**Data items:**
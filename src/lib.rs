//! Live stream fan-out core
//!
//! One producer writes frames of a live stream into a [`FanoutMuxer`]; the
//! muxer converts them for every enabled output (RTSP, RTMP, FLV recording)
//! and each protocol output republishes its packets on a broadcast ring
//! that any number of readers consume at their own pace.
//!
//! # Example
//!
//! ```no_run
//! use std::sync::Arc;
//!
//! use bytes::Bytes;
//! use stream_fanout::media::{CodecId, Frame, SourceKey, Track};
//! use stream_fanout::{FanoutMuxer, MuxerConfig, SourceRegistry};
//!
//! let registry = Arc::new(SourceRegistry::new());
//! let key = SourceKey::new("__defaultVhost__", "live", "cam01");
//! let muxer = FanoutMuxer::new(key, MuxerConfig::default(), registry)?;
//!
//! muxer.add_track(&Track::new(CodecId::H264));
//! muxer.input_frame(&Frame::video(CodecId::H264, 0, 0, Bytes::from_static(&[0x65]), true).into_ptr());
//! # Ok::<(), stream_fanout::MuxerError>(())
//! ```

pub mod media;
pub mod muxer;
pub mod ring;
pub mod sink;
pub mod source;
pub mod stats;

pub use muxer::{FanoutMuxer, MuxerConfig, MuxerError};
pub use ring::{RingBuffer, RingConfig, RingReader};
pub use sink::{FrameWriter, ProtocolSink, RecordConfig, SinkError};
pub use source::{MediaSource, MediaSourceEvent, SourceConfig, SourceRegistry};
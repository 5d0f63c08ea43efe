//! Muxer configuration

use crate::sink::RecordConfig;
use crate::source::SourceConfig;

/// Which sinks a muxer builds and how
#[derive(Debug, Clone)]
pub struct MuxerConfig {
    /// Stream length in seconds, `0.0` for live
    pub duration: f32,

    /// Publish over RTSP
    pub enable_rtsp: bool,

    /// Publish over RTMP
    pub enable_rtmp: bool,

    /// Settings shared by the protocol sources
    pub source: SourceConfig,

    /// Recorder settings
    pub record: RecordConfig,
}

impl Default for MuxerConfig {
    fn default() -> Self {
        Self {
            duration: 0.0,
            enable_rtsp: true,
            enable_rtmp: true,
            source: SourceConfig::default(),
            record: RecordConfig::default(),
        }
    }
}

impl MuxerConfig {
    /// Set stream duration in seconds
    pub fn duration(mut self, duration: f32) -> Self {
        self.duration = duration;
        self
    }

    pub fn enable_rtsp(mut self, enabled: bool) -> Self {
        self.enable_rtsp = enabled;
        self
    }

    pub fn enable_rtmp(mut self, enabled: bool) -> Self {
        self.enable_rtmp = enabled;
        self
    }

    pub fn source(mut self, source: SourceConfig) -> Self {
        self.source = source;
        self
    }

    pub fn record(mut self, record: RecordConfig) -> Self {
        self.record = record;
        self
    }
}
//! Source registry
//!
//! Makes media sources discoverable by `(schema, key)` so transport
//! sessions can find the ring to attach to. Entries are weak: the registry
//! never keeps a torn-down source alive, and a dead entry never blocks a
//! new source from registering under the same key.

use std::any::Any;
use std::collections::HashMap;
use std::sync::{Arc, Weak};

use parking_lot::RwLock;

use crate::media::{Schema, SourceKey};

use super::error::RegistryError;
use super::media_source::MediaSource;
use super::track::MediaPacket;

type AnySource = Weak<dyn Any + Send + Sync>;

/// Registry of every discoverable source of the running instance
#[derive(Default)]
pub struct SourceRegistry {
    sources: RwLock<HashMap<(Schema, SourceKey), AnySource>>,
}

impl SourceRegistry {
    /// Create an empty registry
    pub fn new() -> Self {
        Self::default()
    }

    /// Register a source
    ///
    /// Fails if a live source is already registered under the same schema
    /// and key. A dead entry is replaced.
    pub fn register(&self, schema: Schema, key: &SourceKey, source: AnySource) -> Result<(), RegistryError> {
        let mut sources = self.sources.write();
        let slot = (schema, key.clone());

        if let Some(existing) = sources.get(&slot) {
            if existing.strong_count() > 0 && !Weak::ptr_eq(existing, &source) {
                tracing::debug!(schema = %schema, stream = %key, "Source already registered");
                return Err(RegistryError::AlreadyRegistered(schema, key.clone()));
            }
        }

        sources.insert(slot, source);
        tracing::info!(schema = %schema, stream = %key, "Source registered");
        Ok(())
    }

    /// Remove a source, only if the entry still belongs to it
    pub fn unregister(&self, schema: Schema, key: &SourceKey, source: &AnySource) -> bool {
        let mut sources = self.sources.write();
        let slot = (schema, key.clone());

        match sources.get(&slot) {
            Some(existing) if Weak::ptr_eq(existing, source) => {
                sources.remove(&slot);
                tracing::info!(schema = %schema, stream = %key, "Source unregistered");
                true
            }
            _ => false,
        }
    }

    /// Look up a live source of the given packet type
    pub fn find<P: MediaPacket>(&self, schema: Schema, key: &SourceKey) -> Option<Arc<MediaSource<P>>> {
        let source = self.sources.read().get(&(schema, key.clone()))?.upgrade()?;
        source.downcast::<MediaSource<P>>().ok()
    }

    /// Whether a live source is registered under schema and key
    pub fn contains(&self, schema: Schema, key: &SourceKey) -> bool {
        self.sources
            .read()
            .get(&(schema, key.clone()))
            .map(|source| source.strong_count() > 0)
            .unwrap_or(false)
    }

    /// Number of live sources
    pub fn len(&self) -> usize {
        self.sources
            .read()
            .values()
            .filter(|source| source.strong_count() > 0)
            .count()
    }

    pub fn is_empty(&self) -> bool {
        self.len() == 0
    }

    /// Keys of every live source
    pub fn keys(&self) -> Vec<(Schema, SourceKey)> {
        self.sources
            .read()
            .iter()
            .filter(|(_, source)| source.strong_count() > 0)
            .map(|(slot, _)| slot.clone())
            .collect()
    }

    /// Drop entries whose source is gone
    pub fn prune(&self) -> usize {
        let mut sources = self.sources.write();
        let before = sources.len();
        sources.retain(|_, source| source.strong_count() > 0);
        let removed = before - sources.len();
        if removed > 0 {
            tracing::debug!(removed = removed, "Pruned dead sources");
        }
        removed
    }
}

#[cfg(test)]
mod tests {
    use super::*;

    fn weak_of(value: &Arc<String>) -> AnySource {
        let any: Arc<dyn Any + Send + Sync> = value.clone();
        Arc::downgrade(&any)
    }

    #[test]
    fn test_register_and_contains() {
        let registry = SourceRegistry::new();
        let key = SourceKey::new("vhost", "live", "cam");
        let source = Arc::new(String::from("a"));

        registry.register(Schema::Rtsp, &key, weak_of(&source)).unwrap();

        assert!(registry.contains(Schema::Rtsp, &key));
        assert!(!registry.contains(Schema::Rtmp, &key));
        assert_eq!(registry.len(), 1);
    }

    #[test]
    fn test_register_conflict() {
        let registry = SourceRegistry::new();
        let key = SourceKey::new("vhost", "live", "cam");
        let first = Arc::new(String::from("a"));
        let second = Arc::new(String::from("b"));

        registry.register(Schema::Rtsp, &key, weak_of(&first)).unwrap();
        let result = registry.register(Schema::Rtsp, &key, weak_of(&second));

        assert!(matches!(result, Err(RegistryError::AlreadyRegistered(Schema::Rtsp, _))));
    }

    #[test]
    fn test_dead_entry_is_replaced() {
        let registry = SourceRegistry::new();
        let key = SourceKey::new("vhost", "live", "cam");
        let first = Arc::new(String::from("a"));
        registry.register(Schema::Rtmp, &key, weak_of(&first)).unwrap();
        drop(first);

        assert!(!registry.contains(Schema::Rtmp, &key));
        let second = Arc::new(String::from("b"));
        assert!(registry.register(Schema::Rtmp, &key, weak_of(&second)).is_ok());
    }

    #[test]
    fn test_unregister_only_own_entry() {
        let registry = SourceRegistry::new();
        let key = SourceKey::new("vhost", "live", "cam");
        let owner = Arc::new(String::from("a"));
        let stranger = Arc::new(String::from("b"));
        registry.register(Schema::Rtsp, &key, weak_of(&owner)).unwrap();

        assert!(!registry.unregister(Schema::Rtsp, &key, &weak_of(&stranger)));
        assert!(registry.unregister(Schema::Rtsp, &key, &weak_of(&owner)));
        assert!(registry.is_empty());
    }

    #[test]
    fn test_prune() {
        let registry = SourceRegistry::new();
        let alive = Arc::new(String::from("a"));
        let dead = Arc::new(String::from("b"));
        registry.register(Schema::Rtsp, &SourceKey::new("v", "a", "1"), weak_of(&alive)).unwrap();
        registry.register(Schema::Rtsp, &SourceKey::new("v", "a", "2"), weak_of(&dead)).unwrap();
        drop(dead);

        assert_eq!(registry.prune(), 1);
        assert_eq!(registry.keys(), vec![(Schema::Rtsp, SourceKey::new("v", "a", "1"))]);
    }
}
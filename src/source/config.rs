//! Media source configuration

use std::time::Duration;

use crate::ring::RingConfig;

/// Default delay before a source without readers is reported idle
pub const DEFAULT_NONE_READER_DELAY: Duration = Duration::from_millis(5000);

/// Per-source configuration
#[derive(Debug, Clone, PartialEq, Eq)]
pub struct SourceConfig {
    /// Grace period a source must spend without readers before the
    /// "no readers" notification fires
    pub none_reader_delay: Duration,

    /// Retention policy of the source's ring
    pub ring: RingConfig,
}

impl Default for SourceConfig {
    fn default() -> Self {
        Self {
            none_reader_delay: DEFAULT_NONE_READER_DELAY,
            ring: RingConfig::default(),
        }
    }
}

impl SourceConfig {
    /// Set the grace period
    pub fn none_reader_delay(mut self, delay: Duration) -> Self {
        self.none_reader_delay = delay;
        self
    }

    /// Set the ring retention policy
    pub fn ring(mut self, ring: RingConfig) -> Self {
        self.ring = ring;
        self
    }
}
//! FLV tag bodies and files
//!
//! RTMP audio/video messages are FLV tag bodies without the 11-byte tag
//! header, so the same muxing serves the RTMP sink and the FLV recorder.
//!
//! Video tag body (AVC/HEVC):
//! ```text
//! +----------+----------+-------------+---------------+---------
//! | FrameType| CodecID  | PacketType  | CompTime (24) | NALUs...
//! | (4 bits) | (4 bits) | (8 bits)    | (signed, ms)  |
//! +----------+----------+-------------+---------------+---------
//! ```
//!
//! Audio tag body:
//! ```text
//! +-----------+----------+----------+----------+-------------------
//! |SoundFormat|SoundRate |SoundSize |SoundType | [AACPacketType] data
//! | (4 bits)  | (2 bits) | (1 bit)  | (1 bit)  |
//! +-----------+----------+----------+----------+-------------------
//! ```
//!
//! File layout:
//! ```text
//! +============+==================+==============+==================+
//! | FLV Header | PrevTagSize0 (0) | Tag 1        | PrevTagSize1 ... |
//! | (9 bytes)  | (4 bytes)        | (11+N bytes) | (4 bytes)        |
//! +============+==================+==============+==================+
//! ```

use std::io::Write;

use bytes::{BufMut, Bytes, BytesMut};

use super::frame::{CodecId, Frame, Track, TrackType};

/// FLV file signature: "FLV" in ASCII
const FLV_SIGNATURE: [u8; 3] = [0x46, 0x4C, 0x56];

/// FLV header is always 9 bytes
const FLV_HEADER_SIZE: u32 = 9;

/// FLV tag type
#[derive(Debug, Clone, Copy, PartialEq, Eq)]
pub enum FlvTagType {
    Audio,
    Video,
    Script,
}

impl FlvTagType {
    /// Tag type code used in the FLV tag header
    pub fn code(&self) -> u8 {
        match self {
            FlvTagType::Audio => 8,
            FlvTagType::Video => 9,
            FlvTagType::Script => 18,
        }
    }
}

/// An FLV tag (header fields + body)
#[derive(Debug, Clone)]
pub struct FlvTag {
    /// Tag type
    pub tag_type: FlvTagType,
    /// Timestamp in milliseconds
    pub timestamp: u32,
    /// Tag body (including codec headers)
    pub data: Bytes,
}

impl FlvTag {
    pub fn video(timestamp: u32, data: Bytes) -> Self {
        Self {
            tag_type: FlvTagType::Video,
            timestamp,
            data,
        }
    }

    pub fn audio(timestamp: u32, data: Bytes) -> Self {
        Self {
            tag_type: FlvTagType::Audio,
            timestamp,
            data,
        }
    }

    /// Keyframe bit of a video tag body
    pub fn is_keyframe(&self) -> bool {
        self.tag_type == FlvTagType::Video
            && !self.data.is_empty()
            && matches!((self.data[0] >> 4) & 0x0F, 1 | 4)
    }

    /// Sequence header (AVC/HEVC decoder config or AAC AudioSpecificConfig)
    pub fn is_sequence_header(&self) -> bool {
        if self.data.len() < 2 {
            return false;
        }
        match self.tag_type {
            FlvTagType::Video => self.data[1] == 0,
            FlvTagType::Audio => (self.data[0] >> 4) == SOUND_FORMAT_AAC && self.data[1] == 0,
            FlvTagType::Script => false,
        }
    }

    /// Size of the tag body
    pub fn size(&self) -> usize {
        self.data.len()
    }
}

/// FLV video codec id for a codec, `None` if FLV cannot carry it
pub fn video_codec_id(codec: CodecId) -> Option<u8> {
    match codec {
        CodecId::H264 => Some(7),
        CodecId::H265 => Some(12),
        _ => None,
    }
}

const SOUND_FORMAT_AAC: u8 = 10;

/// FLV sound format for a codec, `None` if FLV cannot carry it
pub fn audio_sound_format(codec: CodecId) -> Option<u8> {
    match codec {
        CodecId::Aac => Some(SOUND_FORMAT_AAC),
        CodecId::G711A => Some(7),
        CodecId::G711U => Some(8),
        _ => None,
    }
}

fn audio_flags(codec: CodecId) -> Option<u8> {
    let format = audio_sound_format(codec)?;
    // AAC is always signalled as 44kHz/16bit/stereo; G.711 as 5.5kHz/16bit/mono
    Some(match codec {
        CodecId::Aac => (format << 4) | 0x0F,
        _ => (format << 4) | 0x02,
    })
}

/// Build the tag body of a video frame
pub fn video_tag_body(frame: &Frame) -> Option<Bytes> {
    let codec_id = video_codec_id(frame.codec)?;
    let frame_type: u8 = if frame.key_frame { 1 } else { 2 };
    let cts = frame.composition_offset();

    let mut buf = BytesMut::with_capacity(frame.data.len() + 5);
    buf.put_u8((frame_type << 4) | codec_id);
    buf.put_u8(1); // NALU
    buf.put_uint(cts as u32 as u64 & 0x00FF_FFFF, 3);
    buf.put_slice(&frame.data);
    Some(buf.freeze())
}

/// Build the tag body of an audio frame
pub fn audio_tag_body(frame: &Frame) -> Option<Bytes> {
    let flags = audio_flags(frame.codec)?;

    let mut buf = BytesMut::with_capacity(frame.data.len() + 2);
    buf.put_u8(flags);
    if frame.codec == CodecId::Aac {
        buf.put_u8(1); // raw
    }
    buf.put_slice(&frame.data);
    Some(buf.freeze())
}

/// Build the tag body of any frame
pub fn frame_tag_body(frame: &Frame) -> Option<Bytes> {
    match frame.track_type {
        TrackType::Video => video_tag_body(frame),
        TrackType::Audio => audio_tag_body(frame),
    }
}

/// Build the sequence header tag for a track
///
/// Returns `None` when the track has no config record or the codec has no
/// sequence header in FLV (G.711).
pub fn sequence_header(track: &Track) -> Option<FlvTag> {
    if track.config.is_empty() {
        return None;
    }
    match track.track_type {
        TrackType::Video => {
            let codec_id = video_codec_id(track.codec)?;
            let mut buf = BytesMut::with_capacity(track.config.len() + 5);
            buf.put_u8(0x10 | codec_id);
            buf.put_u8(0); // sequence header
            buf.put_uint(0, 3);
            buf.put_slice(&track.config);
            Some(FlvTag::video(0, buf.freeze()))
        }
        TrackType::Audio if track.codec == CodecId::Aac => {
            let mut buf = BytesMut::with_capacity(track.config.len() + 2);
            buf.put_u8((SOUND_FORMAT_AAC << 4) | 0x0F);
            buf.put_u8(0); // sequence header
            buf.put_slice(&track.config);
            Some(FlvTag::audio(0, buf.freeze()))
        }
        TrackType::Audio => None,
    }
}

/// Writes the FLV file header (9 bytes) plus PreviousTagSize0 (4 bytes)
pub fn write_file_header(writer: &mut impl Write, has_video: bool, has_audio: bool) -> std::io::Result<()> {
    let mut flags = 0u8;
    if has_audio {
        flags |= 0x04;
    }
    if has_video {
        flags |= 0x01;
    }
    writer.write_all(&FLV_SIGNATURE)?;
    writer.write_all(&[0x01, flags])?;
    writer.write_all(&FLV_HEADER_SIZE.to_be_bytes())?;
    writer.write_all(&0u32.to_be_bytes())?;
    Ok(())
}

/// Writes one tag with its 11-byte header and trailing PreviousTagSize
pub fn write_tag(writer: &mut impl Write, tag: &FlvTag) -> std::io::Result<()> {
    let data_size = tag.data.len() as u32;
    let ts = tag.timestamp;

    let mut header = [0u8; 11];
    header[0] = tag.tag_type.code();
    header[1..4].copy_from_slice(&data_size.to_be_bytes()[1..]);
    header[4..7].copy_from_slice(&ts.to_be_bytes()[1..]);
    header[7] = (ts >> 24) as u8;
    // stream id stays 0

    writer.write_all(&header)?;
    writer.write_all(&tag.data)?;
    writer.write_all(&(11 + data_size).to_be_bytes())?;
    Ok(())
}
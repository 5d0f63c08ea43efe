//! Media source error types

use crate::media::{Schema, SourceKey};

/// A session descriptor could not be parsed
#[derive(Debug, Clone, PartialEq, Eq)]
pub struct DescriptorError {
    reason: String,
}

impl DescriptorError {
    pub fn new(reason: impl Into<String>) -> Self {
        Self { reason: reason.into() }
    }

    pub fn reason(&self) -> &str {
        &self.reason
    }
}

impl std::fmt::Display for DescriptorError {
    fn fmt(&self, f: &mut std::fmt::Formatter<'_>) -> std::fmt::Result {
        write!(f, "Invalid session descriptor: {}", self.reason)
    }
}

impl std::error::Error for DescriptorError {}

/// Error type for registry operations
#[derive(Debug, Clone, PartialEq, Eq)]
pub enum RegistryError {
    /// A live source with the same schema and key is already registered
    AlreadyRegistered(Schema, SourceKey),
}

impl std::fmt::Display for RegistryError {
    fn fmt(&self, f: &mut std::fmt::Formatter<'_>) -> std::fmt::Result {
        match self {
            RegistryError::AlreadyRegistered(schema, key) => {
                write!(f, "Source already registered: {}://{}", schema, key)
            }
        }
    }
}

impl std::error::Error for RegistryError {}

**WHAT THE EXERCISE ASKS:**
Would you filter the records and copy each line that contains the word "FanoutMuxer"?

**ANSWER TO THIS TASK:**
//! One producer writes frames of a live stream into a [`FanoutMuxer`]; the
//! use stream_fanout::{FanoutMuxer, MuxerConfig, SourceRegistry};
//! let muxer = FanoutMuxer::new(key, MuxerConfig::default(), registry)?;
pub use muxer::{FanoutMuxer, MuxerConfig, MuxerError};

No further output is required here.